◆ TASK DETAILS
Pick out each line below containing "JoinRequestQuery".

(Dataset entries)

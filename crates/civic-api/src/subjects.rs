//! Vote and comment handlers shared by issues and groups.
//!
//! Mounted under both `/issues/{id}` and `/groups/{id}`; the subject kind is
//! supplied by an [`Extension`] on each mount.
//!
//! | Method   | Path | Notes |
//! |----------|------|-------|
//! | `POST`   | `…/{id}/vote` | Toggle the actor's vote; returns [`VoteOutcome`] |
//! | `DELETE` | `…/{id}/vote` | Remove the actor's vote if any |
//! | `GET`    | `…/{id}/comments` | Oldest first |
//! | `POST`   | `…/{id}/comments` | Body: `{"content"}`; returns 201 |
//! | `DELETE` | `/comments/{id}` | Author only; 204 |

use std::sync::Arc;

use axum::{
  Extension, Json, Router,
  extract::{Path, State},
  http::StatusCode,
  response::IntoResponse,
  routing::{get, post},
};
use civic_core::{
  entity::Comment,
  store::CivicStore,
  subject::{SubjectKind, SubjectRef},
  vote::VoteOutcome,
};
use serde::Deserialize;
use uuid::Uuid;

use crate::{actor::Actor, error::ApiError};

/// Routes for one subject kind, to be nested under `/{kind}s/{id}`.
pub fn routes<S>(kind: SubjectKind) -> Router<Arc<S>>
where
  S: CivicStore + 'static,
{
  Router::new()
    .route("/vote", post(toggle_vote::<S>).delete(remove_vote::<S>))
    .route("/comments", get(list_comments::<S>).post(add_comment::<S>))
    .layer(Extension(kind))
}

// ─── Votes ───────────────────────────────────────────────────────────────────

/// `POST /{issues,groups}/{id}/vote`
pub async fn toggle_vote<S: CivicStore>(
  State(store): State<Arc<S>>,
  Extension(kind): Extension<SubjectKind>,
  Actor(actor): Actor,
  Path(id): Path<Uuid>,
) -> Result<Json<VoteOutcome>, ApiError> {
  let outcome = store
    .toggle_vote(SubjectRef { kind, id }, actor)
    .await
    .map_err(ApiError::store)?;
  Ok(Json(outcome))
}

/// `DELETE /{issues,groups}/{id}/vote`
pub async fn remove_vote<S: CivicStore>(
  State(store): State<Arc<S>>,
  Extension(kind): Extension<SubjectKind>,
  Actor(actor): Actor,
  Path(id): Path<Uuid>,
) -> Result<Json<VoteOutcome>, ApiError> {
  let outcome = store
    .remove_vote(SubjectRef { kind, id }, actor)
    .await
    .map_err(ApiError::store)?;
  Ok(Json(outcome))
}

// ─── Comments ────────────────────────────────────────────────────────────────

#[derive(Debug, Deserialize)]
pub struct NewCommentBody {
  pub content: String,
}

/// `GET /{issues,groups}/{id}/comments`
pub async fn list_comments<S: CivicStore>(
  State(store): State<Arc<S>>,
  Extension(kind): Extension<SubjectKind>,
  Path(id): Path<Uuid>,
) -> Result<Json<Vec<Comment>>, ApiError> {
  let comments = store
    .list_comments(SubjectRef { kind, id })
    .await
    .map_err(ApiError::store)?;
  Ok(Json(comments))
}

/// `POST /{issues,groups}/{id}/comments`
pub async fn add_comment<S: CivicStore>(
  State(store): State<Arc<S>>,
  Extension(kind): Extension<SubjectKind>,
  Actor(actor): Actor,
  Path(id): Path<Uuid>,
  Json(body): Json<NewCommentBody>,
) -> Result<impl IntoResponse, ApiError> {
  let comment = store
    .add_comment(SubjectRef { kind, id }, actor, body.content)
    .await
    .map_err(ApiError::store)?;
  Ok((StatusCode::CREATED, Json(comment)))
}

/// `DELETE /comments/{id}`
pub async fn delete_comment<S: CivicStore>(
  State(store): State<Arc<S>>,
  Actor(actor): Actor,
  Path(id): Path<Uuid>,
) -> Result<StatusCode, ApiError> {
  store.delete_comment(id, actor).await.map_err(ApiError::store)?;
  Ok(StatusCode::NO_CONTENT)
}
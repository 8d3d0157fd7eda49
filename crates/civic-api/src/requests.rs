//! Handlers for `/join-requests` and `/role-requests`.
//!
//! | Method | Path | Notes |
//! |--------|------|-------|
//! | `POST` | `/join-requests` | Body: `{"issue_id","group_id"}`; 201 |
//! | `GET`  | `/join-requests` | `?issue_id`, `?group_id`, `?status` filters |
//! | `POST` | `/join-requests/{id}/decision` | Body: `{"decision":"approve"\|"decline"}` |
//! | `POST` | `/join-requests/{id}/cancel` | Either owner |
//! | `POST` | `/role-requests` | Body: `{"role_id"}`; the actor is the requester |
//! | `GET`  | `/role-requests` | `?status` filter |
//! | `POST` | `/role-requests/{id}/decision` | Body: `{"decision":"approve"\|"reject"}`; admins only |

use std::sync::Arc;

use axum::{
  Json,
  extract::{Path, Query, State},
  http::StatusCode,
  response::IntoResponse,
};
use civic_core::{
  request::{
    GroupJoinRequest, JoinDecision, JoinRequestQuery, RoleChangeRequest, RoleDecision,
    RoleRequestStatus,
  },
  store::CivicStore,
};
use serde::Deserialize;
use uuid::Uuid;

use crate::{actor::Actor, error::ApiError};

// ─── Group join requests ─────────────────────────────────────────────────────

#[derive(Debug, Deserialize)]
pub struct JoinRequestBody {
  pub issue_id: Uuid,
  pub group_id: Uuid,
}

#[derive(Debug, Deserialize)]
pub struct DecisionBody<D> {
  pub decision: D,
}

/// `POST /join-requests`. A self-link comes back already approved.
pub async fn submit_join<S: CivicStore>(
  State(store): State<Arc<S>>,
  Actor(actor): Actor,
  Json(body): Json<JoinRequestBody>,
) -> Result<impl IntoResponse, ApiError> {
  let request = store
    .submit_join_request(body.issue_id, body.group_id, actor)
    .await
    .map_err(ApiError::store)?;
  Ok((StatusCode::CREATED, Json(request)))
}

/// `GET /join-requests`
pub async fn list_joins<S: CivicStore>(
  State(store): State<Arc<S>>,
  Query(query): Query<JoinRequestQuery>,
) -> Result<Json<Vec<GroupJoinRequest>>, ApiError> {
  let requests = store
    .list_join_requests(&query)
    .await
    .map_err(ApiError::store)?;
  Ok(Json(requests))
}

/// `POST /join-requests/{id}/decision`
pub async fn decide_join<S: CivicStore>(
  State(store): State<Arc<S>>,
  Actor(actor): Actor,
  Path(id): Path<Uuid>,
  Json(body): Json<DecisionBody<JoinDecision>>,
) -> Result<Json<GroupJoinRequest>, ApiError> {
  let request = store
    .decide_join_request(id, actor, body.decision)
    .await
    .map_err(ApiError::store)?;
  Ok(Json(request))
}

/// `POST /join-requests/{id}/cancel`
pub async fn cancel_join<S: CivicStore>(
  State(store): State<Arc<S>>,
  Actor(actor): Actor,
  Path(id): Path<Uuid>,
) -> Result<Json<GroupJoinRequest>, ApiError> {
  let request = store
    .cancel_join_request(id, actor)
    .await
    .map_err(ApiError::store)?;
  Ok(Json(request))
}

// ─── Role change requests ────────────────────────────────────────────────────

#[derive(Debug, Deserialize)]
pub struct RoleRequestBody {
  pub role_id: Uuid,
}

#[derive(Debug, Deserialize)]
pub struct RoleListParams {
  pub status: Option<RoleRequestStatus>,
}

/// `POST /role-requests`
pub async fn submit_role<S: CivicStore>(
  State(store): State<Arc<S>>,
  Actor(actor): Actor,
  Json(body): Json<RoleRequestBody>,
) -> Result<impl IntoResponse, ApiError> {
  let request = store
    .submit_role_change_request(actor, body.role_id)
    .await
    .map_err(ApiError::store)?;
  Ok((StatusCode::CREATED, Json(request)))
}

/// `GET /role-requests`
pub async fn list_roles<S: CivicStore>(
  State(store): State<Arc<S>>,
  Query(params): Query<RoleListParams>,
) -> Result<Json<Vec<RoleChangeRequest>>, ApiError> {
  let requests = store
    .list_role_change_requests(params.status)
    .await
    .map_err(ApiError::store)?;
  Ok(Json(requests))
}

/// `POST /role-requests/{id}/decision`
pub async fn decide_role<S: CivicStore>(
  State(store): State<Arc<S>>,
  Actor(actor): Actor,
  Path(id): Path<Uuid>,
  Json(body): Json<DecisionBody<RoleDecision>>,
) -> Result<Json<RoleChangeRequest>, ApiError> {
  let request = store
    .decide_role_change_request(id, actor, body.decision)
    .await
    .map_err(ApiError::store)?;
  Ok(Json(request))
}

* * *

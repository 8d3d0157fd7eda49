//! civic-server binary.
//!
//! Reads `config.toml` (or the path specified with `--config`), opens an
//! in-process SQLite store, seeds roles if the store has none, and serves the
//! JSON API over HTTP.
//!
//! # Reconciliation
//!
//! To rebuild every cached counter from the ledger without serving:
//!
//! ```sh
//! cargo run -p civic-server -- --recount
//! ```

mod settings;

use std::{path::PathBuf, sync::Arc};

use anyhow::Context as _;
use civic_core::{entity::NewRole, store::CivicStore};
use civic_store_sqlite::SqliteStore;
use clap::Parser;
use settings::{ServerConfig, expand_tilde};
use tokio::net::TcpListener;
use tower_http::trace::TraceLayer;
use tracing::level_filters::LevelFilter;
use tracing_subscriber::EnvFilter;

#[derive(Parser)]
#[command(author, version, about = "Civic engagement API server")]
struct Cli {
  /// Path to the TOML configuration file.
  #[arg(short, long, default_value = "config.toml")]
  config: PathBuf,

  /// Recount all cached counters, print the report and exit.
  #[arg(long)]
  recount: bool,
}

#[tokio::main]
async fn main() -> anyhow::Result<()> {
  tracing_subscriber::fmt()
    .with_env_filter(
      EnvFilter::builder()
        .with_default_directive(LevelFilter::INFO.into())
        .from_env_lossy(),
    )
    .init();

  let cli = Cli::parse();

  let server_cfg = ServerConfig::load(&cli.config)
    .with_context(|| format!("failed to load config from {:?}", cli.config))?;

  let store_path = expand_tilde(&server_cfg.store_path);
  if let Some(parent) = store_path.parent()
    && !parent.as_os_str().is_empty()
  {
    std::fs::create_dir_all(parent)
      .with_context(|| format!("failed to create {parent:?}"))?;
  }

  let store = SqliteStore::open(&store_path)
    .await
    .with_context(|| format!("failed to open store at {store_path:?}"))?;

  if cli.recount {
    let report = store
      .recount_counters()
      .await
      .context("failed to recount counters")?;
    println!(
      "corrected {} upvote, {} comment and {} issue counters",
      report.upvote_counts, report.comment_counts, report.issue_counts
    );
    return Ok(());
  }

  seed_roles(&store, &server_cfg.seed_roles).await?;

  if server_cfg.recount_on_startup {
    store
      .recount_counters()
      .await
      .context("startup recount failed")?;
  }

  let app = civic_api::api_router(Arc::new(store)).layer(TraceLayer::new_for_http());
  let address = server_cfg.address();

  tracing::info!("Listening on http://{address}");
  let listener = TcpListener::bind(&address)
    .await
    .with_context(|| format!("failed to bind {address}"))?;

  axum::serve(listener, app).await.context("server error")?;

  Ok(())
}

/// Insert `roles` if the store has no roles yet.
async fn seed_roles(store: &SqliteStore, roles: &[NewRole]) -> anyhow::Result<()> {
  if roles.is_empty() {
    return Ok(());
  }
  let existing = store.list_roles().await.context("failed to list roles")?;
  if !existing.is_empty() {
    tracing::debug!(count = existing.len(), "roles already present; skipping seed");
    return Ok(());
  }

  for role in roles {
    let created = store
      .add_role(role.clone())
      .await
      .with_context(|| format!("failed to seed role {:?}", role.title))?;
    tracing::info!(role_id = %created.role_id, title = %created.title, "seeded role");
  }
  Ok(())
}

◆ WORKED SOLUTION
    GroupJoinRequest, JoinDecision, JoinRequestQuery, RoleChangeRequest, RoleDecision,
  Query(query): Query<JoinRequestQuery>,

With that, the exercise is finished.